--- Data Enclosed Below ---

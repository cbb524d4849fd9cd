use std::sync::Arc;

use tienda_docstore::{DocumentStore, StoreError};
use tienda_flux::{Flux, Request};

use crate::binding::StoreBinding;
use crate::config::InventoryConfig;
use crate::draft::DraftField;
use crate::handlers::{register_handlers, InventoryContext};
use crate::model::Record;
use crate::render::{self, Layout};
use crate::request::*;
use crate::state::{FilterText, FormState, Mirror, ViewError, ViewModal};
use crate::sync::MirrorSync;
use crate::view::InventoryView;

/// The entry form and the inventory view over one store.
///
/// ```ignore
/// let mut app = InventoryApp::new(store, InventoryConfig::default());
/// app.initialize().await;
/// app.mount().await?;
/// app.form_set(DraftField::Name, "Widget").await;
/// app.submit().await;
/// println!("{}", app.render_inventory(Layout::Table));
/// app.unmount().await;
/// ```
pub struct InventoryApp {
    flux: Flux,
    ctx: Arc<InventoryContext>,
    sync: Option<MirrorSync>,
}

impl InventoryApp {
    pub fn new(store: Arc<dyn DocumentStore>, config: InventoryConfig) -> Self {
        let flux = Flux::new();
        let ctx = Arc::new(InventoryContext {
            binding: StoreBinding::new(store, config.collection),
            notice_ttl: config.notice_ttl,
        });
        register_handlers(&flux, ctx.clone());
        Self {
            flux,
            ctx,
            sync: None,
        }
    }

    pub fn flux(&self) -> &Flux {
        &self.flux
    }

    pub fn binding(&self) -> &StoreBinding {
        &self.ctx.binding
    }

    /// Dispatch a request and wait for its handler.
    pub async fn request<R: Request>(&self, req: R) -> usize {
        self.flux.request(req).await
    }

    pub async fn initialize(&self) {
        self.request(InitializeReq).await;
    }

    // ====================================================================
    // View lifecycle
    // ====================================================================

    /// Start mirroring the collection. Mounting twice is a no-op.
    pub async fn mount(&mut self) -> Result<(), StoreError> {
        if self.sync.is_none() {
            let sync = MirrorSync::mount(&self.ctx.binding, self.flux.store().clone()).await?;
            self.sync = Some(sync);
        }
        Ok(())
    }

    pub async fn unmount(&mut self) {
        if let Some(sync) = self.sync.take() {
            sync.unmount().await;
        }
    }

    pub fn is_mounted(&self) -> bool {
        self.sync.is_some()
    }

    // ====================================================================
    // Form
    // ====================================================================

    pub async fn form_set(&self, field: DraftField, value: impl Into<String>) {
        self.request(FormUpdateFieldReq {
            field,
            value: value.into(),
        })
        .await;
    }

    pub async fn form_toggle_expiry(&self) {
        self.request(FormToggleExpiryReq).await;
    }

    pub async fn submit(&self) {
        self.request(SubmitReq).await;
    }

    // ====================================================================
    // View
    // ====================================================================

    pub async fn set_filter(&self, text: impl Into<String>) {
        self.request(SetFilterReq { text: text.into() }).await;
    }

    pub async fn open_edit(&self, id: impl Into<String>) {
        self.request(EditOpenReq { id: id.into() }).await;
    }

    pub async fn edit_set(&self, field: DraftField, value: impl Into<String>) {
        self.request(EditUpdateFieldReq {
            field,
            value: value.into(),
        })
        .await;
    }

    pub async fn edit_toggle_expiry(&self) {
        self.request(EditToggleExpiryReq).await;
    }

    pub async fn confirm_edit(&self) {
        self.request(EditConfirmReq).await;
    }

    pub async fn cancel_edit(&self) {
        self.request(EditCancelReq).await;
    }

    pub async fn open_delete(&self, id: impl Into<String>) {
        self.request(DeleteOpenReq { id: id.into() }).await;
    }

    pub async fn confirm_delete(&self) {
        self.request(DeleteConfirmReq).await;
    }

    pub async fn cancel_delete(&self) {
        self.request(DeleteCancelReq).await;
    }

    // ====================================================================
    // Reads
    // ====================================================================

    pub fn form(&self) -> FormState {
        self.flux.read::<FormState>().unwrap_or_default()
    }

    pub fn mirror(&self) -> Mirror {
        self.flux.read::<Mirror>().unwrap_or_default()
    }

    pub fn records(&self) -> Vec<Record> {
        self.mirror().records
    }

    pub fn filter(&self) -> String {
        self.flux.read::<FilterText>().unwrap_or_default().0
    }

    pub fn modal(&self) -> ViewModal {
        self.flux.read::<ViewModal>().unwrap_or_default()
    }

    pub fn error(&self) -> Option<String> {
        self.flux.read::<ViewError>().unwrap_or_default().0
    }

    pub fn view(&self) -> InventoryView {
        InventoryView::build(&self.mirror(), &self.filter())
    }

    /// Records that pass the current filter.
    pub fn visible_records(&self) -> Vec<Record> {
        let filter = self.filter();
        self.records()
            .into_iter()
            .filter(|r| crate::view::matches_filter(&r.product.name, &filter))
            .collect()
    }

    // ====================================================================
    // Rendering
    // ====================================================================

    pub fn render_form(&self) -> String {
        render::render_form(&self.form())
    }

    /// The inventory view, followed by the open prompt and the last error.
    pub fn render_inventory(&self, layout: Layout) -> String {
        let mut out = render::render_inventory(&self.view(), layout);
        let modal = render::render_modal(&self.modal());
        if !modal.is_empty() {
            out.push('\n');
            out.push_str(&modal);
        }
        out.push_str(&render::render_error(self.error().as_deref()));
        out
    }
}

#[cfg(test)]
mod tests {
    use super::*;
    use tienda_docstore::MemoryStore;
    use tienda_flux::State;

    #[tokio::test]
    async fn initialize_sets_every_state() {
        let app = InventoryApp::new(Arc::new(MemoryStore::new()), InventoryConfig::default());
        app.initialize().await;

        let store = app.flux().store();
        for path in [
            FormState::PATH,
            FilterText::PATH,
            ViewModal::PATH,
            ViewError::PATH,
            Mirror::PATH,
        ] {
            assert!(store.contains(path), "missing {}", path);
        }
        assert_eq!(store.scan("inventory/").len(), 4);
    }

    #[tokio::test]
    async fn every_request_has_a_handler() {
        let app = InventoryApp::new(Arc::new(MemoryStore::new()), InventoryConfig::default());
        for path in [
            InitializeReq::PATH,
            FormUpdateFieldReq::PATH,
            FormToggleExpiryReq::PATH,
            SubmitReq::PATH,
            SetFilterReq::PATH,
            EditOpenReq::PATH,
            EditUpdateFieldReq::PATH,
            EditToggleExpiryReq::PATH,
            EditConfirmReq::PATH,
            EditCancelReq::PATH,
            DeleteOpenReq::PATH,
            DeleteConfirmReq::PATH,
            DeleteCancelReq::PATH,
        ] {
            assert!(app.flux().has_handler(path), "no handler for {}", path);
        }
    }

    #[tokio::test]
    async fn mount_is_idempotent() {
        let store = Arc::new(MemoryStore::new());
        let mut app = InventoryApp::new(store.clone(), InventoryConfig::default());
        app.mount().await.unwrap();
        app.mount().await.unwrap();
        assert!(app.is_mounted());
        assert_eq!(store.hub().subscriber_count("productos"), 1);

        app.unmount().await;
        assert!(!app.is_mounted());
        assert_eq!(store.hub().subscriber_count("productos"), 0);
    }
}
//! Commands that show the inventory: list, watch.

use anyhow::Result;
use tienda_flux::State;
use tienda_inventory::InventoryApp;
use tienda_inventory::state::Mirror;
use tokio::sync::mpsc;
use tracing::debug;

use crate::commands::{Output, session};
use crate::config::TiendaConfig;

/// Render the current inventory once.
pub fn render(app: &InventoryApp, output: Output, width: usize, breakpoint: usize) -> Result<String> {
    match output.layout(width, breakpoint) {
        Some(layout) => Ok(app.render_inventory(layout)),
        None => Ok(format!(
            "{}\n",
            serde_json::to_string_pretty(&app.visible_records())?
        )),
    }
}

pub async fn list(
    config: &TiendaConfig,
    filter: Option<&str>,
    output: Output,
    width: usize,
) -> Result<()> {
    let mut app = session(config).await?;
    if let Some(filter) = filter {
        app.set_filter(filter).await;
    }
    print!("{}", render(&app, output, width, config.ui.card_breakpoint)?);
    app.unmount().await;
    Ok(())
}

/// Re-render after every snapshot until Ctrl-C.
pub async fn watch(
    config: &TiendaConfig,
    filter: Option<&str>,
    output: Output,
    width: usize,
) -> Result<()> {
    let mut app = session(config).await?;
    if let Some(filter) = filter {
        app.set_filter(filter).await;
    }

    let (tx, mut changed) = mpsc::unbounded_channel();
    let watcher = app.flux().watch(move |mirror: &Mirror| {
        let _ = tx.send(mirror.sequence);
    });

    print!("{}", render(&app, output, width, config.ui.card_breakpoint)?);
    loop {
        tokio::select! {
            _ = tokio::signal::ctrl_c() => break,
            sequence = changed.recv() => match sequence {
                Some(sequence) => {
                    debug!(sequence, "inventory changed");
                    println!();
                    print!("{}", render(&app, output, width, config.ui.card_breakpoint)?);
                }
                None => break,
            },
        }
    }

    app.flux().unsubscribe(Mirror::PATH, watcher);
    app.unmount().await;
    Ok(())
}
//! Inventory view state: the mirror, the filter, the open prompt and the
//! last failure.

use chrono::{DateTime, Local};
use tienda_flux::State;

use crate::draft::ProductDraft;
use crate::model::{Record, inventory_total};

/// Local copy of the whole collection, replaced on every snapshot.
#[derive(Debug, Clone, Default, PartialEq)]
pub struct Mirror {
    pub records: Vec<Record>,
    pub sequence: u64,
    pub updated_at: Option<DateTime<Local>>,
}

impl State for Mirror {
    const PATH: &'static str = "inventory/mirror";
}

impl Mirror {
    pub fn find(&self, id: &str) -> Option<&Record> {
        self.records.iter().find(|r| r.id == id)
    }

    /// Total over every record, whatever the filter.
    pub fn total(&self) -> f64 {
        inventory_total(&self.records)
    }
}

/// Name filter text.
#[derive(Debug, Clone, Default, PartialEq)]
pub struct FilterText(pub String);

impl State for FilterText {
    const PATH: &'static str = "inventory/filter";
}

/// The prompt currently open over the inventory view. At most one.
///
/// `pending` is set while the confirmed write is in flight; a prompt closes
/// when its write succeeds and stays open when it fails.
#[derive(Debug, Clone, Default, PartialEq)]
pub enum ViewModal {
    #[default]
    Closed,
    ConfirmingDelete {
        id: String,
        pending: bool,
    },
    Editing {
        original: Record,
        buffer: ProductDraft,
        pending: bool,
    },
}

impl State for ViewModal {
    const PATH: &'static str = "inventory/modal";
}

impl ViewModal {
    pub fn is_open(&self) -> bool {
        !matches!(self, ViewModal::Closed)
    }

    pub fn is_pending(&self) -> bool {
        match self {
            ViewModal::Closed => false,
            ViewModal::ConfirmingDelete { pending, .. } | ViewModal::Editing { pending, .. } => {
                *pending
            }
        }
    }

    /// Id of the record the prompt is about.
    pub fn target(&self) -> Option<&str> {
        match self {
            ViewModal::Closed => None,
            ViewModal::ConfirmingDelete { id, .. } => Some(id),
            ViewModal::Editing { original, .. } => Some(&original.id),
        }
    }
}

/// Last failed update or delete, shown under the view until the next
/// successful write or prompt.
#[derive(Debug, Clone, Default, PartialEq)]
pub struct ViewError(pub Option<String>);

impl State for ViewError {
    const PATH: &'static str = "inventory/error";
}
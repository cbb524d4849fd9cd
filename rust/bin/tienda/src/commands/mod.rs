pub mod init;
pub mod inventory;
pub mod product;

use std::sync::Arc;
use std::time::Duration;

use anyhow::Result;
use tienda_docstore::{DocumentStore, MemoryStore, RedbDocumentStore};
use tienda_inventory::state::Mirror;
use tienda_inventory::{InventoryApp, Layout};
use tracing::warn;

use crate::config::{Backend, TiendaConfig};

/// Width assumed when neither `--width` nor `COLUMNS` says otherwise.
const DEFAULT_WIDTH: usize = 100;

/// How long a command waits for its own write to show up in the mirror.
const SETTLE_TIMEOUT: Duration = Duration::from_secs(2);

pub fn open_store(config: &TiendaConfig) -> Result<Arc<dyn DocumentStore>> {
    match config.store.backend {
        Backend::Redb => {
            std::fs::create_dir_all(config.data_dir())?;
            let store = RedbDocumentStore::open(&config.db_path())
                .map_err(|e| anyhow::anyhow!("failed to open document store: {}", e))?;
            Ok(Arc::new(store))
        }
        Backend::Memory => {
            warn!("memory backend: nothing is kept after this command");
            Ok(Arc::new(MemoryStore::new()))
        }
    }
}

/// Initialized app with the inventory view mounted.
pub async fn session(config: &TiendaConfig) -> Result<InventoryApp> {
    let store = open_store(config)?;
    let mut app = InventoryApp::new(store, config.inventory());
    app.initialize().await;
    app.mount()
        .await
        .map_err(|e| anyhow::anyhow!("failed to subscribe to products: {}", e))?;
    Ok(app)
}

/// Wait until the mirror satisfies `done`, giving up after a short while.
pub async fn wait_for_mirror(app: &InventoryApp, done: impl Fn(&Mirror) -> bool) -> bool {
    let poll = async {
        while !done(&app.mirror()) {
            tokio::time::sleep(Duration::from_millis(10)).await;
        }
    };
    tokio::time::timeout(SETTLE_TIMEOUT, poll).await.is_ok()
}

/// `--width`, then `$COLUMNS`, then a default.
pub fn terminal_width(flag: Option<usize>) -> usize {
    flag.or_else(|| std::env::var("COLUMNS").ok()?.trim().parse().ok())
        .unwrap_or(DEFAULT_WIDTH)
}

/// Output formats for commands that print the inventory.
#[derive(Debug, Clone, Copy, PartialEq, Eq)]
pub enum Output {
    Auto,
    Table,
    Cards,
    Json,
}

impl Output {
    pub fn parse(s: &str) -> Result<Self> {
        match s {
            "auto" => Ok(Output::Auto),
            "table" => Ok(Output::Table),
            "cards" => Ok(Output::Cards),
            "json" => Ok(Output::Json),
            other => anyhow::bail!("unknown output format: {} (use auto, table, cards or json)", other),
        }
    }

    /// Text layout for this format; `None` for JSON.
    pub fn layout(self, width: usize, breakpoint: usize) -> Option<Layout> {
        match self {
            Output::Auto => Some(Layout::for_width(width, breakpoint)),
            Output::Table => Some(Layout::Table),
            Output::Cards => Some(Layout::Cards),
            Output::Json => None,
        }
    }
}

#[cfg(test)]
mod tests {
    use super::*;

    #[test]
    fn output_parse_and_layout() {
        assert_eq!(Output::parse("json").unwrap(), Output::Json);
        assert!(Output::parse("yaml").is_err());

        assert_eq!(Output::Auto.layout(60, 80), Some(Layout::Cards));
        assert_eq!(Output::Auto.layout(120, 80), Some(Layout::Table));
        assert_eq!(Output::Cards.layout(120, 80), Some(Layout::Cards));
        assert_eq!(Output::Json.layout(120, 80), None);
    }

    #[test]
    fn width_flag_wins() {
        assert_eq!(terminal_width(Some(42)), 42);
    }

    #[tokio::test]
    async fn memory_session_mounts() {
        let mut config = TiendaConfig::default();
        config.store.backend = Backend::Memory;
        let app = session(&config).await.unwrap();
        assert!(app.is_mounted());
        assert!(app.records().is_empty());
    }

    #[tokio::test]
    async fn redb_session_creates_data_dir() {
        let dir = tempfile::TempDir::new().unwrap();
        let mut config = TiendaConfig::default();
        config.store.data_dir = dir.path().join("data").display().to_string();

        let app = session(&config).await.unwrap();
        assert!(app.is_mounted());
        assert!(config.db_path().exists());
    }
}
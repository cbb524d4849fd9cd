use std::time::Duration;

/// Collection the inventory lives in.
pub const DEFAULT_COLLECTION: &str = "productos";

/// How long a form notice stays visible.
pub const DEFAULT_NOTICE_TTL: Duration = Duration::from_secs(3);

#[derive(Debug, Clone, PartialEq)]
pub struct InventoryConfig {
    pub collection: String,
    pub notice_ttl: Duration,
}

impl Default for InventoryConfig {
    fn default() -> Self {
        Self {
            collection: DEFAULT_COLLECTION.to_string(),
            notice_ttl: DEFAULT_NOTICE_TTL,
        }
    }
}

--- End of Enclosed Data ---

Check each line above for "InventoryView" and return the ones that have it.

* Answer below
use crate::view::InventoryView;
    pub fn view(&self) -> InventoryView {
        InventoryView::build(&self.mirror(), &self.filter())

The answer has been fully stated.